Goal
In order to upgrade all our MediaWiki clusters to Debian Bookworm, we need to upgrade the current Debian Bullseye installation to use ICU 72. We will test-drive the new process created in T263437 on smaller wikis, and use the old (more disruptive) process for the big ones this time. The aim is to test the new process with a limited blast radius, so that we can confidently use it on all wikis next time, and thus improve user experience.

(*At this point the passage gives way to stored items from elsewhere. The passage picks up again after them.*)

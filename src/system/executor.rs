// src/system/executor.rs

use crate::models::EnvMap;
use std::io::{self, Read, Write};
use std::path::Path;
use std::process::{Child, Command as StdCommand, Stdio};
use thiserror::Error;

/// A command that could not be run at all, as opposed to one that failed.
#[derive(Error, Debug)]
pub enum ExecutionError {
    /// Spawning the process failed.
    #[error("Command '{0}' could not be executed: {1}")]
    CommandFailed(String, io::Error),
    /// Reading the child's output or waiting for it failed.
    #[error("Failed to capture output of command '{command}': {source}")]
    Capture {
        command: String,
        #[source]
        source: io::Error,
    },
}

/// What to launch for one command entry.
#[derive(Debug, Clone, Copy, PartialEq, Eq)]
pub enum Invocation<'a> {
    /// Handed as a whole to the host shell.
    Shell(&'a str),
    /// Run as `<program> -c <body>`.
    Interpreter {
        /// Looked up on `PATH`.
        program: &'a str,
        /// Passed unexpanded.
        body: &'a str,
    },
}

impl Invocation<'_> {
    /// The text shown to the user and reported in errors.
    pub fn display(&self) -> String {
        match self {
            Invocation::Shell(command) => (*command).to_string(),
            Invocation::Interpreter { program, body } => {
                shlex::try_join([*program, "-c", *body])
                    .unwrap_or_else(|_| format!("{} -c {}", program, body))
            }
        }
    }
}

/// Exit status and combined stdout/stderr of a finished command.
#[derive(Debug, Clone, Default, PartialEq, Eq)]
pub struct CommandOutput {
    /// `None` when the process was terminated by a signal.
    pub code: Option<i32>,
    /// Stdout followed by stderr.
    pub output: String,
}

impl CommandOutput {
    /// Exited with status 0.
    pub fn success(&self) -> bool {
        self.code == Some(0)
    }
}

/// Runs one command to completion. The environment given is the child's whole environment.
pub trait CommandRunner {
    /// Runs `invocation` in `cwd`, returning once the process has exited.
    fn run(
        &self,
        invocation: &Invocation<'_>,
        cwd: &Path,
        env: &EnvMap,
    ) -> Result<CommandOutput, ExecutionError>;
}

/// Spawns real processes, streaming their output to the terminal while capturing it.
#[derive(Debug, Clone, Copy, Default)]
pub struct SystemRunner;

impl CommandRunner for SystemRunner {
    fn run(
        &self,
        invocation: &Invocation<'_>,
        cwd: &Path,
        env: &EnvMap,
    ) -> Result<CommandOutput, ExecutionError> {
        let display = invocation.display();
        let mut command = match invocation {
            Invocation::Shell(line) => shell_command(line),
            Invocation::Interpreter { program, body } => {
                let mut command = StdCommand::new(program);
                command.arg("-c").arg(body);
                command
            }
        };

        command
            .current_dir(dunce::simplified(cwd))
            .env_clear()
            .envs(env)
            .stdin(Stdio::inherit())
            .stdout(Stdio::piped())
            .stderr(Stdio::piped());

        log::debug!("Spawning '{}' in '{}'", display, cwd.display());
        let child = command
            .spawn()
            .map_err(|e| ExecutionError::CommandFailed(display.clone(), e))?;

        // Make sure the child is not left running if capturing fails midway.
        let mut child = scopeguard::guard(child, |mut child| {
            if let Err(e) = child.kill() {
                log::debug!("Could not kill child process {}: {}", child.id(), e);
            }
            child.wait().ok();
        });

        let captured = capture(&mut child).map_err(|source| ExecutionError::Capture {
            command: display.clone(),
            source,
        })?;

        let mut child = scopeguard::ScopeGuard::into_inner(child);
        let status = child
            .wait()
            .map_err(|e| ExecutionError::CommandFailed(display.clone(), e))?;

        log::debug!("'{}' finished with {}", display, status);
        Ok(CommandOutput {
            code: status.code(),
            output: captured,
        })
    }
}

#[cfg(windows)]
fn shell_command(line: &str) -> StdCommand {
    use std::os::windows::process::CommandExt;

    let mut command = StdCommand::new("cmd.exe");
    command.args(["/E:ON", "/V:ON", "/C"]).raw_arg(line);
    command
}

#[cfg(not(windows))]
fn shell_command(line: &str) -> StdCommand {
    let mut command = StdCommand::new("sh");
    command.arg("-c").arg(line);
    command
}

/// Tees the child's stdout and stderr to ours until both pipes close.
/// Returns stdout followed by stderr.
fn capture(child: &mut Child) -> io::Result<String> {
    let stdout = child.stdout.take();
    let stderr = child.stderr.take();

    let (out, err) = std::thread::scope(|scope| {
        let out = scope.spawn(move || match stdout {
            Some(pipe) => tee(pipe, io::stdout()),
            None => Ok(Vec::new()),
        });
        let err = scope.spawn(move || match stderr {
            Some(pipe) => tee(pipe, io::stderr()),
            None => Ok(Vec::new()),
        });
        (join(out), join(err))
    });

    let mut captured = out?;
    captured.extend(err?);
    Ok(String::from_utf8_lossy(&captured).into_owned())
}

fn join(handle: std::thread::ScopedJoinHandle<'_, io::Result<Vec<u8>>>) -> io::Result<Vec<u8>> {
    handle
        .join()
        .unwrap_or_else(|_| Err(io::Error::other("output reader thread panicked")))
}

fn tee(mut source: impl Read, mut sink: impl Write) -> io::Result<Vec<u8>> {
    let mut captured = Vec::new();
    let mut buf = [0u8; 8192];
    loop {
        let n = match source.read(&mut buf) {
            Ok(0) => break,
            Ok(n) => n,
            Err(e) if e.kind() == io::ErrorKind::Interrupted => continue,
            Err(e) => return Err(e),
        };
        let chunk = buf.get(..n).unwrap_or_default();
        captured.extend_from_slice(chunk);
        // Terminal write failures (closed stdout) must not kill the command.
        if sink.write_all(chunk).and_then(|()| sink.flush()).is_err() {
            log::trace!("Could not echo child output to the terminal");
        }
    }
    Ok(captured)
}
// src/cli.rs

//! Command-line interface.

use crate::constants::{CONFIG_FILENAME, ENV_FILENAME};
use crate::core::stage_executor::StageOptions;
use crate::models::Stage;
use clap::Parser;
use std::path::PathBuf;

/// ci-stages: runs the commands of one CI lifecycle stage, and of every earlier
/// stage that has not run yet, as declared in a single YAML file.
///
/// The active CI provider is detected from the environment (`APPVEYOR`,
/// `TF_BUILD`, `CIRCLECI` or `TRAVIS` set to `true`). The environment built by
/// each stage is saved and carried over to the next invocation.
///
/// Stages, in order: before_install, install, before_build, build, test, after_test.
#[derive(Parser, Debug)]
#[command(author, version, about, long_about = None)]
pub struct Cli {
    /// The stage to execute. When omitted, every stage is executed in order.
    pub stage: Option<Stage>,

    /// Execute the stage even if it already completed.
    #[arg(long)]
    pub force: bool,

    /// Do not execute earlier stages that have not completed yet.
    #[arg(long)]
    pub without_deps: bool,

    /// Delete the saved environment (and with it every completion marker) first.
    #[arg(long)]
    pub clear_cached_env: bool,

    /// Path of the configuration file.
    #[arg(long, value_name = "FILE", default_value = CONFIG_FILENAME)]
    pub config: PathBuf,

    /// Path of the file the environment is saved to between invocations.
    #[arg(long, value_name = "FILE", default_value = ENV_FILENAME)]
    pub env_file: PathBuf,
}

impl Cli {
    /// Engine options selected by the flags.
    pub fn stage_options(&self) -> StageOptions {
        StageOptions {
            force: self.force,
            with_dependencies: !self.without_deps,
            clear_cache: self.clear_cached_env,
        }
    }
}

Based on T419980#11734256, we will use the new process on s3 wikis minus ruwikinews and the old process everywhere else.
Roadmap
These need to happen in sequence.
Prep
- Prepare packages and production images for ICU 72 upgrade — T419058
- [new process] Copy the categorylinks tables — T419980
- [new process] enable remote ICU collation writes — T419274
- [new process] Migrate collation data to ICU 72 — T419242
- [new process] Confirm migration date, sync with DBA and MW Engineering, put "no deployments" into deployment calendar
Day of migration
- upgrade production systems/images to the build with ICU 72
- scap lock
- [new process] swap the tables — T419980
- scap unlock
- [old process] start collation data migration maintenance script for old process wikis
SRE on point: @Raine
SRE backup: @Scott_French
DBA on point: TODO
MW on point: TODO
TODO:
- monitoring and rollback steps
Cleanup
- [new process] disable remote writes
- [old process] monitor the maintenance script
- after things have been running on the new version for at least a few days:
- clean up shellbox deployment
- drop old table
In parallel:
- Build and test production images for MW
- CommRel support
Still needs clarification:
- Discuss this process with DBA: T419980
- Discuss this process with MW engineers
- get sign-off on this procedure
- discuss risks & risk mitigations
- ask them to look at whether the code for this functionality is still current
- in particular: Write to multiple categorylinks tables on update (745754) · Gerrit doesn’t appear to have a unit test for the multiple write?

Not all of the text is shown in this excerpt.